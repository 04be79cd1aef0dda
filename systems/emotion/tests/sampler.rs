use std::{
    sync::{
        atomic::{AtomicUsize, Ordering},
        mpsc::{self, Receiver, Sender},
        Mutex,
    },
    thread,
    time::{Duration, Instant},
};

use moodscroll_core::{EmotionLabel, EmotionScores, MoodSource};
use moodscroll_system_emotion::{
    Config, EmotionSampler, Frame, RegionOfInterest, TickOutcome, Vision, VisionError,
};

fn wait_until(mut condition: impl FnMut() -> bool) {
    let deadline = Instant::now() + Duration::from_secs(5);
    while !condition() {
        assert!(Instant::now() < deadline, "timed out waiting for the sampler");
        thread::sleep(Duration::from_millis(1));
    }
}

fn wait_idle<V: Vision>(sampler: &EmotionSampler<V>) {
    wait_until(|| !sampler.is_sampling());
}

fn scores(entries: &[(EmotionLabel, f32)]) -> EmotionScores {
    entries.iter().copied().collect()
}

/// Backend whose captures block until the test releases them.
struct GatedCamera {
    gate: Mutex<Receiver<()>>,
    captures: AtomicUsize,
}

impl GatedCamera {
    fn new() -> (Self, Sender<()>) {
        let (release, gate) = mpsc::channel();
        let camera = Self {
            gate: Mutex::new(gate),
            captures: AtomicUsize::new(0),
        };
        (camera, release)
    }
}

impl Vision for GatedCamera {
    fn capture_frame(&self) -> Result<Frame, VisionError> {
        let _ = self.captures.fetch_add(1, Ordering::SeqCst);
        let gate = self
            .gate
            .lock()
            .map_err(|_| VisionError::FrameRead("gate poisoned".into()))?;
        gate.recv()
            .map_err(|_| VisionError::FrameRead("gate closed".into()))?;
        Ok(Frame::new(1, 1, vec![0, 0, 0]))
    }

    fn detect_faces(&self, _frame: &Frame) -> Result<Vec<RegionOfInterest>, VisionError> {
        Ok(vec![RegionOfInterest::new(0, 0, 1, 1)])
    }

    fn classify_region(
        &self,
        _frame: &Frame,
        _region: &RegionOfInterest,
    ) -> Result<EmotionScores, VisionError> {
        Ok(scores(&[(EmotionLabel::Surprise, 0.9)]))
    }
}

/// Backend that reports a fixed list of faces, some of which fail to classify.
struct ScriptedFaces {
    faces: Vec<Result<EmotionScores, VisionError>>,
    detection: Result<(), VisionError>,
}

impl Vision for ScriptedFaces {
    fn capture_frame(&self) -> Result<Frame, VisionError> {
        Ok(Frame::new(640, 480, Vec::new()))
    }

    fn detect_faces(&self, _frame: &Frame) -> Result<Vec<RegionOfInterest>, VisionError> {
        self.detection.clone()?;
        Ok((0..self.faces.len() as u32)
            .map(|index| RegionOfInterest::new(index * 64, 0, 64, 64))
            .collect())
    }

    fn classify_region(
        &self,
        _frame: &Frame,
        region: &RegionOfInterest,
    ) -> Result<EmotionScores, VisionError> {
        self.faces[(region.x() / 64) as usize].clone()
    }
}

struct BrokenCamera;

impl Vision for BrokenCamera {
    fn capture_frame(&self) -> Result<Frame, VisionError> {
        Err(VisionError::CameraUnavailable("device busy".into()))
    }

    fn detect_faces(&self, _frame: &Frame) -> Result<Vec<RegionOfInterest>, VisionError> {
        unreachable!("no frame was captured")
    }

    fn classify_region(
        &self,
        _frame: &Frame,
        _region: &RegionOfInterest,
    ) -> Result<EmotionScores, VisionError> {
        unreachable!("no frame was captured")
    }
}

struct PanickingCamera;

impl Vision for PanickingCamera {
    fn capture_frame(&self) -> Result<Frame, VisionError> {
        panic!("driver crashed");
    }

    fn detect_faces(&self, _frame: &Frame) -> Result<Vec<RegionOfInterest>, VisionError> {
        Ok(Vec::new())
    }

    fn classify_region(
        &self,
        _frame: &Frame,
        _region: &RegionOfInterest,
    ) -> Result<EmotionScores, VisionError> {
        Ok(EmotionScores::new())
    }
}

#[test]
fn at_most_one_capture_runs_at_a_time() {
    let (camera, release) = GatedCamera::new();
    let mut sampler = EmotionSampler::new(camera, Config::new(1));

    assert_eq!(sampler.tick(), TickOutcome::Launched);
    wait_until(|| sampler.vision().captures.load(Ordering::SeqCst) == 1);

    for _ in 0..50 {
        assert_eq!(sampler.tick(), TickOutcome::Busy);
    }
    assert!(sampler.is_sampling());
    assert_eq!(sampler.vision().captures.load(Ordering::SeqCst), 1);

    release.send(()).expect("capture is waiting");
    wait_idle(&sampler);
    assert_eq!(sampler.buffered(), 1);

    assert_eq!(sampler.tick(), TickOutcome::Launched);
    release.send(()).expect("capture is waiting");
    wait_idle(&sampler);
    assert_eq!(sampler.vision().captures.load(Ordering::SeqCst), 2);
    assert_eq!(sampler.dominant_emotion(), EmotionLabel::Surprise);
}

#[test]
fn draining_does_not_wait_for_a_running_capture() {
    let (camera, release) = GatedCamera::new();
    let mut sampler = EmotionSampler::new(camera, Config::new(1));

    assert_eq!(sampler.tick(), TickOutcome::Launched);
    assert_eq!(sampler.dominant_emotion(), EmotionLabel::Neutral);

    release.send(()).expect("capture is waiting");
    wait_idle(&sampler);
}

#[test]
fn one_capture_aggregates_every_face() {
    let vision = ScriptedFaces {
        faces: vec![
            Ok(scores(&[(EmotionLabel::Happy, 0.8), (EmotionLabel::Sad, 0.2)])),
            Ok(scores(&[(EmotionLabel::Happy, 0.6), (EmotionLabel::Sad, 0.4)])),
        ],
        detection: Ok(()),
    };
    let mut sampler = EmotionSampler::new(vision, Config::new(1));

    assert_eq!(sampler.tick(), TickOutcome::Launched);
    wait_idle(&sampler);

    assert_eq!(sampler.buffered(), 2);
    assert_eq!(sampler.dominant_emotion(), EmotionLabel::Happy);
    assert_eq!(sampler.dominant_emotion(), EmotionLabel::Neutral);
}

#[test]
fn failed_face_is_skipped_without_losing_the_batch() {
    let vision = ScriptedFaces {
        faces: vec![
            Ok(scores(&[(EmotionLabel::Sad, 0.7)])),
            Err(VisionError::Classification("face too small".into())),
            Ok(scores(&[(EmotionLabel::Sad, 0.5), (EmotionLabel::Fear, 0.4)])),
        ],
        detection: Ok(()),
    };
    let mut sampler = EmotionSampler::new(vision, Config::new(1));

    assert_eq!(sampler.tick(), TickOutcome::Launched);
    wait_idle(&sampler);

    assert_eq!(sampler.buffered(), 2);
    assert_eq!(sampler.dominant_emotion(), EmotionLabel::Sad);
}

#[test]
fn detection_failure_yields_no_sample() {
    let vision = ScriptedFaces {
        faces: vec![Ok(scores(&[(EmotionLabel::Happy, 1.0)]))],
        detection: Err(VisionError::FaceDetection("model missing".into())),
    };
    let mut sampler = EmotionSampler::new(vision, Config::new(1));

    assert_eq!(sampler.tick(), TickOutcome::Launched);
    wait_idle(&sampler);

    assert_eq!(sampler.buffered(), 0);
    assert_eq!(sampler.dominant_emotion(), EmotionLabel::Neutral);
}

#[test]
fn camera_failure_frees_the_sampler_for_the_next_cadence() {
    let mut sampler = EmotionSampler::new(BrokenCamera, Config::new(2));

    assert_eq!(sampler.tick(), TickOutcome::Waiting);
    assert_eq!(sampler.tick(), TickOutcome::Launched);
    wait_idle(&sampler);
    assert_eq!(sampler.buffered(), 0);

    assert_eq!(sampler.tick(), TickOutcome::Waiting);
    assert_eq!(sampler.tick(), TickOutcome::Launched);
    wait_idle(&sampler);
    assert_eq!(sampler.dominant_emotion(), EmotionLabel::Neutral);
}

#[test]
fn panicking_backend_releases_the_in_flight_flag() {
    let mut sampler = EmotionSampler::new(PanickingCamera, Config::new(1));

    assert_eq!(sampler.tick(), TickOutcome::Launched);
    wait_idle(&sampler);

    assert_eq!(sampler.buffered(), 0);
    assert_eq!(sampler.tick(), TickOutcome::Launched);
    wait_idle(&sampler);
}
══════
Aim of the task:
Across the material, report every line that has the word "thread".

The completed task:
    thread,
        thread::sleep(Duration::from_millis(1));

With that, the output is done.